Task requirements — From the entries that follow, copy each line containing the word "estimate".
═══
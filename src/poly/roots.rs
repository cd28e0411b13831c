use crate::{Poly, RealScalar};

mod initial_guess;
mod newton;
pub use initial_guess::{initial_guesses_grid, initial_guesses_random};
pub use newton::newton;

#[derive(thiserror::Error, Debug)]
#[non_exhaustive]
pub enum Error<T> {
    /// The iteration budget ran out. Carries the last estimate.
    #[error("root finder did not converge within the given constraints")]
    NoConverge(T),

    /// The derivative is numerically zero at the carried estimate, so no
    /// Newton step can be taken. Signals a stationary point or a numerically
    /// unstable region.
    #[error("derivative is numerically zero, root finder cannot proceed")]
    FlatDerivative(T),

    #[error("unexpected error while running root finder")]
    Other(#[from] anyhow::Error),
}

pub type Result<T> = std::result::Result<T, Error<T>>;

/// A real-valued function paired with its first derivative.
///
/// The Newton iteration only needs these two capabilities, so it is generic
/// over this trait rather than over polynomials. A pair of closures
/// `(f, df)` implements it, which keeps the iteration usable for
/// non-polynomial functions.
pub trait RealFunction<T: RealScalar> {
    fn eval(&self, x: T) -> T;
    fn derivative(&self, x: T) -> T;
}

impl<T: RealScalar, F, G> RealFunction<T> for (F, G)
where
    F: Fn(T) -> T,
    G: Fn(T) -> T,
{
    fn eval(&self, x: T) -> T {
        (self.0)(x)
    }

    fn derivative(&self, x: T) -> T {
        (self.1)(x)
    }
}

/// A polynomial bundled with its precomputed first derivative, so repeated
/// derivative evaluations don't re-derive the coefficients.
pub struct Differentiated<T: RealScalar> {
    poly: Poly<T>,
    diff: Poly<T>,
}

impl<T: RealScalar> Differentiated<T> {
    #[must_use]
    pub fn new(poly: Poly<T>) -> Self {
        let diff = poly.diff();
        Self { poly, diff }
    }
}

impl<T: RealScalar> RealFunction<T> for Differentiated<T> {
    fn eval(&self, x: T) -> T {
        self.poly.eval(x)
    }

    fn derivative(&self, x: T) -> T {
        self.diff.eval(x)
    }
}

/// Tunable tolerances for the root finder.
#[derive(Debug, Clone, Copy)]
pub struct Tolerances<T> {
    /// Newton convergence threshold on `|f(x)|`. Default `1e-10`.
    pub convergence: T,

    /// Independent acceptance check on converged candidates, deliberately
    /// looser than `convergence`. Default `1e-8`.
    pub verification: T,

    /// Relative tolerance under which two roots count as duplicates.
    /// Default `1e-5`.
    pub duplicate_relative: T,

    /// Absolute tolerance under which two roots count as duplicates.
    /// Default `1e-8`.
    pub duplicate_absolute: T,
}

impl<T: RealScalar> Default for Tolerances<T> {
    fn default() -> Self {
        Self {
            convergence: T::from_f64(1e-10).expect("overflow"),
            verification: T::from_f64(1e-8).expect("overflow"),
            duplicate_relative: T::from_f64(1e-5).expect("overflow"),
            duplicate_absolute: T::from_f64(1e-8).expect("overflow"),
        }
    }
}

/// Check a candidate root against `f` with an independent evaluation.
///
/// Guards against accepting a value the iteration considered close enough
/// under floating-point noise but that is not actually a good root.
#[must_use]
pub fn verify_root<T: RealScalar>(f: &impl RealFunction<T>, root: T, tolerance: T) -> bool {
    f.eval(root).abs() < tolerance
}

fn is_duplicate<T: RealScalar>(roots: &[T], candidate: T, tolerances: &Tolerances<T>) -> bool {
    roots.iter().any(|r| {
        candidate.relative_eq(
            r,
            tolerances.duplicate_absolute,
            tolerances.duplicate_relative,
        )
    })
}

impl<T: RealScalar> Poly<T> {
    /// A convenient way of finding real roots, with a pre-configured root
    /// finder: default tolerances, 1000 iterations per guess, and an evenly
    /// spaced guess grid spanning `[-10, 10]` with a density scaled to the
    /// degree.
    ///
    /// Use [`Poly::real_roots`] for control over guesses and tolerances.
    ///
    /// ```
    /// use real_roots::Poly64;
    ///
    /// let p = Poly64::from_roots(&[1.0, 2.0, 3.0]);
    /// assert_eq!(p.roots().len(), 3);
    /// ```
    #[must_use]
    pub fn roots(&self) -> Vec<T> {
        let guesses = initial_guesses_grid(self.degree(), T::from_f64(10.0).expect("overflow"));
        self.real_roots(&guesses, 1000, &Tolerances::default())
    }

    /// Find real roots, seeding one Newton run per guess.
    ///
    /// Degree 1 and 2 take closed-form fast paths and ignore the guesses
    /// entirely. An empty result means no real roots were found; that is not
    /// an error. Guess order decides which duplicate survives: the earliest
    /// guess to discover a root owns it.
    #[must_use]
    pub fn real_roots(&self, guesses: &[T], max_iter: usize, tolerances: &Tolerances<T>) -> Vec<T> {
        match self.degree() {
            0 => vec![],
            1 => self.linear_roots(),
            2 => self.quadratic_roots(),
            _ => self.newton_roots(guesses, max_iter, tolerances),
        }
    }

    fn newton_roots(&self, guesses: &[T], max_iter: usize, tolerances: &Tolerances<T>) -> Vec<T> {
        debug_assert!(self.degree() >= 3);

        let f = Differentiated::new(self.clone());
        let mut roots: Vec<T> = Vec::new();
        for &guess in guesses {
            let root = match newton(&f, guess, tolerances.convergence, max_iter) {
                Ok(root) => root,
                Err(err) => {
                    log::trace!("guess {guess} produced no root: {err}");
                    continue;
                }
            };
            if !verify_root(&f, root, tolerances.verification) {
                log::trace!("rejecting {root}, residual above verification tolerance");
                continue;
            }
            if is_duplicate(&roots, root, tolerances) {
                continue;
            }
            roots.push(root);
        }
        log::debug!("{{guesses: {}, accepted: {}}}", guesses.len(), roots.len());
        roots
    }

    fn linear_roots(&self) -> Vec<T> {
        debug_assert_eq!(self.degree(), 1);

        let a = self.0[0];
        let b = self.0[1];
        vec![-b / a]
    }

    /// Quadratic formula
    fn quadratic_roots(&self) -> Vec<T> {
        debug_assert_eq!(self.degree(), 2);

        let a = self.0[0];
        let b = self.0[1];
        let c = self.0[2];
        let two = T::from_u8(2).expect("overflow");
        let four = T::from_u8(4).expect("overflow");

        let discriminant = b * b - four * a * c;
        if discriminant < T::zero() {
            return vec![];
        }
        if discriminant.is_zero() {
            return vec![-b / (two * a)];
        }
        let plus_minus_term = discriminant.sqrt();
        vec![
            (-b + plus_minus_term) / (two * a),
            (-b - plus_minus_term) / (two * a),
        ]
    }
}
═══
Written solution —
    /// The iteration budget ran out. Carries the last estimate.
    /// The derivative is numerically zero at the carried estimate, so no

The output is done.